The Four Partner Museums

From March 2015 to June 2016 ‘The Kangaroo’ embarked on its own voyage of discovery, travelling to each of the four partner museums to draw out different themes by being displayed alongside their own unique collections.

The Grant Museum of Zoology at UCL hosted the painting first with their exhibition, ‘Strange Creatures’, which featured ten specialist curators and investigated how the discovery of unknown creatures is communicated.

The Captain Cook Memorial Museum in Whitby then displayed ‘The Kangaroo’ in ‘First Encounters with the Kangaroo!’, which featured a life-size wicker kangaroo commissioned from a local artist.

The Hunterian Museum and Art Gallery in Glasgow paired the painting with their own Stubbs in ‘The Kangaroo and the Moose’, which focused on art, nature and Pacific exploration.

The Horniman Museum and Gardens were the last to host the painting in their ‘Cook and the Kangaroo’ exhibition, which displayed it alongside a stuffed Eastern Grey kangaroo.

Captain Cook Memorial Museum

The Museum is located in the 17th-century house belonging to Cook’s master, the Quaker shipowner Captain John Walker. It was here that Cook lodged as an apprentice and learnt the marine skills which served him so well on his great voyages.

The Hunterian Museum and Art Gallery

The Hunterian is one of the world’s leading University museums. Built on William Hunter’s founding bequest, its collections include scientific instruments, Roman artefacts, numismatic collections, ethnographic objects and a distinguished public art collection.

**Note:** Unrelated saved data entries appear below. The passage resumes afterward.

//! Simple-average chain-ladder development factors

use log::debug;
use serde::{Deserialize, Serialize};

use super::table::{FactorEntry, FactorTable};
use crate::error::{Result, VintageError};
use crate::vintage::PivotMatrix;

/// Default maximum transition age (months)
pub const DEFAULT_MAX_HORIZON: u32 = 24;

/// Configuration for factor estimation
#[derive(Debug, Clone, PartialEq, Serialize, Deserialize)]
#[serde(default)]
pub struct FactorConfig {
    /// Highest transition age `t` for which a factor is estimated
    pub max_horizon: u32,
}

impl Default for FactorConfig {
    fn default() -> Self {
        Self {
            max_horizon: DEFAULT_MAX_HORIZON,
        }
    }
}

/// Estimates age-to-age factors from historical cohort curves
#[derive(Debug, Clone, Default)]
pub struct FactorEstimator {
    config: FactorConfig,
}

impl FactorEstimator {
    pub fn new(config: FactorConfig) -> Self {
        Self { config }
    }

    /// Estimator with a given horizon and otherwise default settings
    pub fn with_horizon(max_horizon: u32) -> Self {
        Self::new(FactorConfig { max_horizon })
    }

    pub fn config(&self) -> &FactorConfig {
        &self.config
    }

    /// Build the factor table for transitions `1..=max_horizon`.
    ///
    /// For transition `t` a cohort contributes `value(t) / value(t-1)` when both ages
    /// are present and `value(t-1) > 0`. Transitions with no contributing cohort get
    /// no entry. Transitions past the oldest observed age are never evaluated; the
    /// table still records the configured horizon.
    pub fn estimate(&self, pivot: &PivotMatrix) -> Result<FactorTable> {
        let horizon = self.config.max_horizon;
        if horizon < 1 {
            return Err(VintageError::InvalidHorizon(horizon));
        }

        let last_age = horizon.min(pivot.max_age().unwrap_or(0));

        let mut entries = Vec::new();
        for age in 1..=last_age {
            let ratios = transition_ratios(pivot, age);
            match FactorEntry::from_ratios(&ratios) {
                Some(entry) => entries.push((age, entry)),
                None => debug!("No development factor for transition to age {}", age),
            }
        }

        Ok(FactorTable::from_entries(horizon, entries))
    }
}

/// Individual cohort ratios for the transition `age - 1 -> age`
pub fn transition_ratios(pivot: &PivotMatrix, age: u32) -> Vec<f64> {
    if age == 0 {
        return Vec::new();
    }

    pivot
        .iter()
        .filter_map(|(_, curve)| {
            let prev = curve.get(age - 1)?;
            let curr = curve.get(age)?;
            (prev > 0.0).then(|| curr / prev)
        })
        .collect()
}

The Horniman Museum and Gardens

The Horniman opened in 1901 as a gift to the people in perpetuity from tea trader and philanthropist Frederick John Horniman, to ‘bring the world to Forest Hill’.

The Grant Museum

The Grant Museum of Zoology at University College London (UCL) is one of the oldest natural history collections in the country. It was put together to teach England’s first university courses in zoology by pioneering evolutionist Robert Edmond Grant.